> DATASET RECORDS
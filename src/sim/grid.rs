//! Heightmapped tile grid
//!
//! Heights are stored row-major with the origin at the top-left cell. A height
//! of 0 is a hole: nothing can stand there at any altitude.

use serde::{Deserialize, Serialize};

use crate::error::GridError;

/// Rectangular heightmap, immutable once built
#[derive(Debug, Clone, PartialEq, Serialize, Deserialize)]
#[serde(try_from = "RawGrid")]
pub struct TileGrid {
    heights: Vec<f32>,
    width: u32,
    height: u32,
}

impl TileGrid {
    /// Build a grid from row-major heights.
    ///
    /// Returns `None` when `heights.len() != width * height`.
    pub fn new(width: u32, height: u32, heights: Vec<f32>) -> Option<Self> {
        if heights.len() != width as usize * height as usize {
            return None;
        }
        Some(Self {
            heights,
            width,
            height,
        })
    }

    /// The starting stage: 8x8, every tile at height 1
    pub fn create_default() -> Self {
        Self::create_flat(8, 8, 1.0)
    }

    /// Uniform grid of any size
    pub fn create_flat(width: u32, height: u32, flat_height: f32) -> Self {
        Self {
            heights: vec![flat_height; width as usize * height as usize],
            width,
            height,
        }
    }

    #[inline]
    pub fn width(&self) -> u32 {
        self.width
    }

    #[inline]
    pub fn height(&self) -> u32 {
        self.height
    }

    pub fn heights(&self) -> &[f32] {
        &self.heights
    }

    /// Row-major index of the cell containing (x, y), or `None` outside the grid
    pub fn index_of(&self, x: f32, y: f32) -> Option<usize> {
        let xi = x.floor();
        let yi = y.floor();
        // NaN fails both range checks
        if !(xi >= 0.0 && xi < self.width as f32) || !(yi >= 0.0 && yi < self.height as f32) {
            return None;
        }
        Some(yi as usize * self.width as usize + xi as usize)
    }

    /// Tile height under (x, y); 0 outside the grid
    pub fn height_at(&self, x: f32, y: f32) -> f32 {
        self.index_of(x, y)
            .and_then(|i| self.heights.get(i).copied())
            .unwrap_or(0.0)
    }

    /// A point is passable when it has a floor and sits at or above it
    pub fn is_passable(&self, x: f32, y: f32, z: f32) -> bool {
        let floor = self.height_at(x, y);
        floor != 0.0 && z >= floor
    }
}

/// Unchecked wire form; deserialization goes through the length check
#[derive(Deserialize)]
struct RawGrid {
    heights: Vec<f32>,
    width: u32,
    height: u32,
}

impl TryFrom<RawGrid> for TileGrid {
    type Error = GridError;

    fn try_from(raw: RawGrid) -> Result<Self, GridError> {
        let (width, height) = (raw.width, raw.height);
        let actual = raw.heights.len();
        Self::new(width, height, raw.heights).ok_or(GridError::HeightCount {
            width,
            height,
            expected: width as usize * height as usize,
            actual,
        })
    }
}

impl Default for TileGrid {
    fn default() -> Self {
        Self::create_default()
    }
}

...

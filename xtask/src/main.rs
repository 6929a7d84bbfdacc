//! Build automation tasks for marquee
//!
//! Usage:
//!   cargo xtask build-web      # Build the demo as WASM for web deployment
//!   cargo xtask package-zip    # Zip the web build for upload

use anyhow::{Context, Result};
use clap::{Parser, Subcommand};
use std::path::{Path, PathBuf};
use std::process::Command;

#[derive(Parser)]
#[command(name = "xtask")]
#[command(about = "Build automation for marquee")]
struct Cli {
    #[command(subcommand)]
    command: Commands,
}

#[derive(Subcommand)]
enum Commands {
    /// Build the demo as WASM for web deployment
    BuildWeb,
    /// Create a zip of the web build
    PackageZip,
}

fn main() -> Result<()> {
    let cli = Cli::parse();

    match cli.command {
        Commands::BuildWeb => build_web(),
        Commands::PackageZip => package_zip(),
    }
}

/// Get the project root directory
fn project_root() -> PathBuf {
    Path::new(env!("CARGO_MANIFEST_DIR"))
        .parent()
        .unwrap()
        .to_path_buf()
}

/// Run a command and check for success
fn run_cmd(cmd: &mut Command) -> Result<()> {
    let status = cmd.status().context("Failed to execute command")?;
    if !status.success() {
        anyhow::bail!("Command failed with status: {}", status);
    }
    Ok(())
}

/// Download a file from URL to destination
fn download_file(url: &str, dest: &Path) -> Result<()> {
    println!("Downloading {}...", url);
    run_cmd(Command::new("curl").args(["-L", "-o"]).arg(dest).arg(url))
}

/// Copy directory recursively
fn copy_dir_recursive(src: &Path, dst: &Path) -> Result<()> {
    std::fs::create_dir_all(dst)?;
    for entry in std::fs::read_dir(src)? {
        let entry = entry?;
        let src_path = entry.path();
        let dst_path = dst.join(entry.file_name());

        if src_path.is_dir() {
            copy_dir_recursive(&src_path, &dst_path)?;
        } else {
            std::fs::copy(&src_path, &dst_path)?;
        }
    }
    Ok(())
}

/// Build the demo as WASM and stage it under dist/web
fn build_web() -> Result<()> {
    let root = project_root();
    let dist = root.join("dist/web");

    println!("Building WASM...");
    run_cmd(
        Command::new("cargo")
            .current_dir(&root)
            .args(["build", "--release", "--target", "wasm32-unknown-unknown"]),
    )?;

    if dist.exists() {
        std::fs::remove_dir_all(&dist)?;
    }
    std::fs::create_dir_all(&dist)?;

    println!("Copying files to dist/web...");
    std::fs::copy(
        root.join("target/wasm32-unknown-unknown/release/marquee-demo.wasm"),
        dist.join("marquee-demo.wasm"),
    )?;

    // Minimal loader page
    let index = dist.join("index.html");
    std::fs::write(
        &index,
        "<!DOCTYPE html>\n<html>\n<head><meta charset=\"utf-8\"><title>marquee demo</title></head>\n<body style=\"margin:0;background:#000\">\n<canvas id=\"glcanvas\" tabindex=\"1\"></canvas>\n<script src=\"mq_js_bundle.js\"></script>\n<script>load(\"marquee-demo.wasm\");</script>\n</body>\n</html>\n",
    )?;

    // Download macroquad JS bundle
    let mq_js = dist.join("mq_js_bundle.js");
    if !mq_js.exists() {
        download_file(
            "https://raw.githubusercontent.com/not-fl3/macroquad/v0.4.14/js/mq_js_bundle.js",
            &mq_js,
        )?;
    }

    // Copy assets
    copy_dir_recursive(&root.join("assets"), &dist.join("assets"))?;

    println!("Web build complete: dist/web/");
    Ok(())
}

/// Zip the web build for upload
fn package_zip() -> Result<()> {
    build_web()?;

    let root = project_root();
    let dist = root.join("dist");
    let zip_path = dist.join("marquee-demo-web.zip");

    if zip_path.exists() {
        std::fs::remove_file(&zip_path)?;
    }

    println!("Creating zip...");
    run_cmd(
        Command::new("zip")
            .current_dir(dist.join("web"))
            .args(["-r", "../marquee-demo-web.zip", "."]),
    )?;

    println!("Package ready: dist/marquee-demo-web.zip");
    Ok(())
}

> PROBLEM TO WORK ON
From the listing, copy every line where the string "release" appears.

> ANSWER SECTION
            .args(["build", "--release", "--target", "wasm32-unknown-unknown"]),
        root.join("target/wasm32-unknown-unknown/release/marquee-demo.wasm"),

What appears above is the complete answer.